The embodiment of the invention provides a cooperative strategy inversion identification method based on a multi-agent game, and aims at a multi-agent closed-loop dynamic game system formed by participation of multiple players, as shown in figure 1, in an unmanned aerial vehicle group game scene with participation of the multiple players, no cooperative relationship exists among the momentum of each party, each player detects and monitors a multi-unmanned aerial vehicle game system through a radar, acquires mixed signals generated by the system, and acquires the system state, the control input of each unmanned aerial vehicle and a dynamic equation of the multi-agent game system through a blind system identification method for separating the mixed signals from the input multi-output system.

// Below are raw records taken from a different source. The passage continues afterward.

//! Layered Layout
//!
//! A small rank-based layout that stands in for a full layered layout
//! engine.
//!
//! # Algorithm
//!
//! 1. Compute in-degrees, counting only edges between known nodes
//! 2. Seed a queue with every node of in-degree zero (Kahn's algorithm)
//! 3. Pop nodes in order; each successor's rank becomes the longest path to
//!    it, and it is queued once all its inputs are processed
//! 4. Lay ranks out along the flow direction and center each rank across it
//!
//! Nodes on a cycle, or downstream of one, never reach in-degree zero. They
//! are left out of the result and end up on the fallback grid.

use std::collections::{HashMap, VecDeque};

use super::{Direction, Layout};
use crate::config::LayoutConfig;
use crate::graph::{Edge, Node, NodeId, Position};

/// Longest-path layered layout.
#[derive(Debug, Clone, Copy, PartialEq)]
pub struct LayeredLayout {
    node_width: f64,
    node_height: f64,
    rank_gap: f64,
    node_gap: f64,
}

impl LayeredLayout {
    pub fn new(config: &LayoutConfig) -> Self {
        Self {
            node_width: config.node_width,
            node_height: config.node_height,
            rank_gap: config.rank_gap,
            node_gap: config.node_gap,
        }
    }

    /// Rank every node reachable from a zero in-degree node.
    fn ranks(nodes: &[Node], edges: &[Edge]) -> HashMap<NodeId, usize> {
        let mut in_degree: HashMap<NodeId, usize> = nodes.iter().map(|n| (n.id, 0)).collect();
        let mut successors: HashMap<NodeId, Vec<NodeId>> = HashMap::new();

        for edge in edges {
            if !in_degree.contains_key(&edge.source) {
                continue;
            }
            if let Some(degree) = in_degree.get_mut(&edge.target) {
                *degree += 1;
                successors.entry(edge.source).or_default().push(edge.target);
            }
        }

        let mut ranks: HashMap<NodeId, usize> = HashMap::new();
        let mut queue: VecDeque<NodeId> = nodes
            .iter()
            .map(|n| n.id)
            .filter(|id| in_degree[id] == 0)
            .collect();
        for id in &queue {
            ranks.insert(*id, 0);
        }

        // Kahn's algorithm
        while let Some(node_id) = queue.pop_front() {
            let rank = ranks[&node_id];
            let Some(next) = successors.get(&node_id) else {
                continue;
            };
            for &successor in next {
                let entry = ranks.entry(successor).or_insert(0);
                *entry = (*entry).max(rank + 1);

                if let Some(degree) = in_degree.get_mut(&successor) {
                    *degree = degree.saturating_sub(1);
                    if *degree == 0 {
                        queue.push_back(successor);
                    }
                }
            }
        }

        // Successors of processed nodes get a provisional rank even when
        // they stay blocked behind a cycle; drop those.
        ranks.retain(|id, _| in_degree[id] == 0);
        ranks
    }
}

impl Default for LayeredLayout {
    fn default() -> Self {
        Self::new(&LayoutConfig::default())
    }
}

impl Layout for LayeredLayout {
    fn layout(
        &self,
        nodes: &[Node],
        edges: &[Edge],
        direction: Direction,
    ) -> HashMap<NodeId, Position> {
        let ranks = Self::ranks(nodes, edges);
        let depth = ranks.values().copied().max().unwrap_or(0);

        // Group by rank, keeping snapshot order within a rank.
        let mut layers: Vec<Vec<NodeId>> = vec![Vec::new(); depth + 1];
        for node in nodes {
            if let Some(&rank) = ranks.get(&node.id) {
                layers[rank].push(node.id);
            }
        }

        let (along, across) = if direction.is_horizontal() {
            (self.node_width + self.rank_gap, self.node_height + self.node_gap)
        } else {
            (self.node_height + self.rank_gap, self.node_width + self.node_gap)
        };

        let mut positions = HashMap::with_capacity(ranks.len());
        for (rank, layer) in layers.iter().enumerate() {
            let step = if direction.is_reversed() { depth - rank } else { rank };
            let main = step as f64 * along;
            let offset = (layer.len() as f64 - 1.0) / 2.0;

            for (slot, id) in layer.iter().enumerate() {
                let cross = (slot as f64 - offset) * across;
                let (cx, cy) = if direction.is_horizontal() {
                    (main, cross)
                } else {
                    (cross, main)
                };
                // Centers become top-left corners.
                positions.insert(
                    *id,
                    Position::new(cx - self.node_width / 2.0, cy - self.node_height / 2.0),
                );
            }
        }
        positions
    }
}
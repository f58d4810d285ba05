//! Error Types
//!
//! Every failure in the core is local and recoverable. Mutations that are
//! refused leave the graph exactly as it was, and the caller receives one of
//! the structured outcomes below instead of a panic.

use thiserror::Error;

use crate::graph::{EdgeId, NodeId};

/// A mutation the store refused to apply.
///
/// Returned instead of an id from `GraphStore::add_edge`. No state changes
/// when this is produced.
#[derive(Debug, Clone, PartialEq, Eq, Error)]
pub enum RejectedMutation {
    /// The edge would connect a node to itself.
    #[error("cannot connect node {node} to itself")]
    SelfLoop { node: NodeId },

    /// An edge endpoint does not exist in the store.
    #[error("node {node} does not exist")]
    UnknownNode { node: NodeId },

    /// An edge between the same ordered pair already exists and the store
    /// is configured to reject parallel edges.
    #[error("an edge from {from} to {to} already exists")]
    DuplicateEdge { from: NodeId, to: NodeId },
}

/// Errors raised when rebuilding a store from an externally sourced snapshot.
#[derive(Debug, Clone, PartialEq, Eq, Error)]
pub enum LoadError {
    #[error("duplicate node id {0}")]
    DuplicateNode(NodeId),

    #[error("duplicate edge id {0}")]
    DuplicateEdge(EdgeId),

    #[error("edge {edge} connects node {node} to itself")]
    SelfLoop { edge: EdgeId, node: NodeId },

    #[error("edge {edge} references missing node {node}")]
    DanglingEdge { edge: EdgeId, node: NodeId },

    #[error("edge {edge} duplicates an existing connection")]
    ParallelEdge { edge: EdgeId },

    /// A loaded id is too large for the session counter to continue past it.
    #[error("node id {0} is out of range")]
    NodeIdOutOfRange(NodeId),

    #[error("edge id {0} is out of range")]
    EdgeIdOutOfRange(EdgeId),
}

/// Errors crossing the serialization boundary.
#[derive(Debug, Error)]
pub enum SnapshotError {
    #[error("JSON error: {0}")]
    Json(#[from] serde_json::Error),

    #[error("MessagePack encode error: {0}")]
    Encode(#[from] rmp_serde::encode::Error),

    #[error("MessagePack decode error: {0}")]
    Decode(#[from] rmp_serde::decode::Error),

    #[error(transparent)]
    Load(#[from] LoadError),
}

/// Errors surfaced by editor commands.
#[derive(Debug, Clone, PartialEq, Eq, Error)]
pub enum EditorError {
    /// Node labels must contain something other than whitespace.
    #[error("node label must not be empty")]
    EmptyLabel,

    #[error(transparent)]
    Rejected(#[from] RejectedMutation),
}
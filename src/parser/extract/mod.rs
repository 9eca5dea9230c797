pub mod company;
pub mod job;
pub mod links;

use serde::Serialize;
use thiserror::Error;

/// Something the transformer could not find or could not normalize. None of
/// these stop a record from being produced.
#[derive(Debug, Clone, PartialEq, Eq, Error, Serialize)]
#[serde(tag = "kind", rename_all = "snake_case")]
pub enum Notice {
    #[error("field `{field}` not found")]
    MissingField { field: &'static str },

    #[error("{field} value `{raw}` kept as written")]
    Unparsed { field: &'static str, raw: String },

    #[error("record incomplete, missing: {}", .missing.join(", "))]
    Incomplete { missing: Vec<&'static str> },
}

/// A record plus the notices raised while building it.
#[derive(Debug, Clone, PartialEq, Eq, Serialize)]
pub struct Extraction<R> {
    pub record: R,
    pub notices: Vec<Notice>,
}

impl<R> Extraction<R> {
    pub fn is_complete(&self) -> bool {
        !self
            .notices
            .iter()
            .any(|n| matches!(n, Notice::Incomplete { .. }))
    }

    pub fn into_record(self) -> R {
        self.record
    }
}

/// Collects notices while a record is assembled.
#[derive(Debug, Default)]
pub(crate) struct Notices(Vec<Notice>);

impl Notices {
    /// Pass `value` through, noting a miss when it is `None`.
    pub fn track<T>(&mut self, field: &'static str, value: Option<T>) -> Option<T> {
        if value.is_none() {
            tracing::debug!(field, "field not found");
            self.0.push(Notice::MissingField { field });
        }
        value
    }

    pub fn push(&mut self, notice: Notice) {
        self.0.push(notice);
    }

    pub fn into_vec(self) -> Vec<Notice> {
        self.0
    }
}
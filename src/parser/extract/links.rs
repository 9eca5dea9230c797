/// Host part of a URL or bare domain, lower-cased, without `www.` or port.
pub fn extract_domain(url: &str) -> Option<String> {
    let url = url.trim();
    let host = url
        .split("//")
        .nth(1)
        .unwrap_or(url)
        .split(['/', '?', '#'])
        .next()
        .unwrap_or("");
    let host = host.rsplit('@').next().unwrap_or(host);
    let host = host.split(':').next().unwrap_or(host);
    let host = host.trim_start_matches("www.").trim_end_matches('.').to_lowercase();
    (host.contains('.') && !host.contains(char::is_whitespace)).then_some(host)
}

pub fn looks_like_url(s: &str) -> bool {
    let lower = s.trim().to_lowercase();
    lower.starts_with("http://") || lower.starts_with("https://") || lower.starts_with("www.")
}

pub fn classify_domain(domain: &str) -> Option<&'static str> {
    match domain {
        d if d.contains("linkedin.com") => Some("linkedin"),
        d if d.contains("twitter.com") || d == "x.com" => Some("twitter"),
        d if d.contains("facebook.com") => Some("facebook"),
        d if d.contains("crunchbase.com") => Some("crunchbase"),
        d if d.contains("github.com") => Some("github"),
        d if d.contains("youtube.com") => Some("youtube"),
        d if d.contains("instagram.com") => Some("instagram"),
        _ => None,
    }
}
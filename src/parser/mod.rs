//! Text parsers shared by the job and company pipelines.
//!
//! `fields`, `salary`, `dates` and `keywords` work on loosely labelled text
//! (`Label: value`). `sections` works on `## Title ##` reports. `extract`
//! stitches them into records.

pub mod dates;
pub mod extract;
pub mod fields;
pub mod keywords;
pub mod salary;
pub mod sections;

In the game process, all players can make decisions which are most beneficial to themselves, and finally the whole system enters a Nash equilibrium state; the unmanned aerial vehicle group system in which the multiple players participate can be approximated as a linear quadratic non-cooperative closed loop dynamic game system; obtaining optimal system state quantity and optimal control input of each player by solving Nash equilibrium solution of the system, wherein the cooperative game strategy of each player passes through a weight matrix Q i And R ij To characterize.
The specific technical scheme of the embodiment of the invention is as follows:
s1: acquiring the optimal system state under Nash balance and the control input information of each player;
each player acquires a mixed signal generated by the system through detecting and monitoring a plurality of unmanned plane game systems by a radar, and separates the mixed signal to obtain system state information and control input information of each intelligent agent; in this embodiment, an ICA-based blind signal separation algorithm is used to separate the multi-target data signals, so as to obtain the following system states and control input information of each agent:
x(kT)=x * (kT)+v(kT),k=1:M
Figure GDA0004019558740000071
where k denotes the k-th observation point, T denotes the observation period, M denotes a total of M observation points in a certain period, x (kT) and u i (kT) represents observed system motion states and ith agent control inputs, v (kT) and w, respectively i (kT) represents the observed noise at the corresponding time.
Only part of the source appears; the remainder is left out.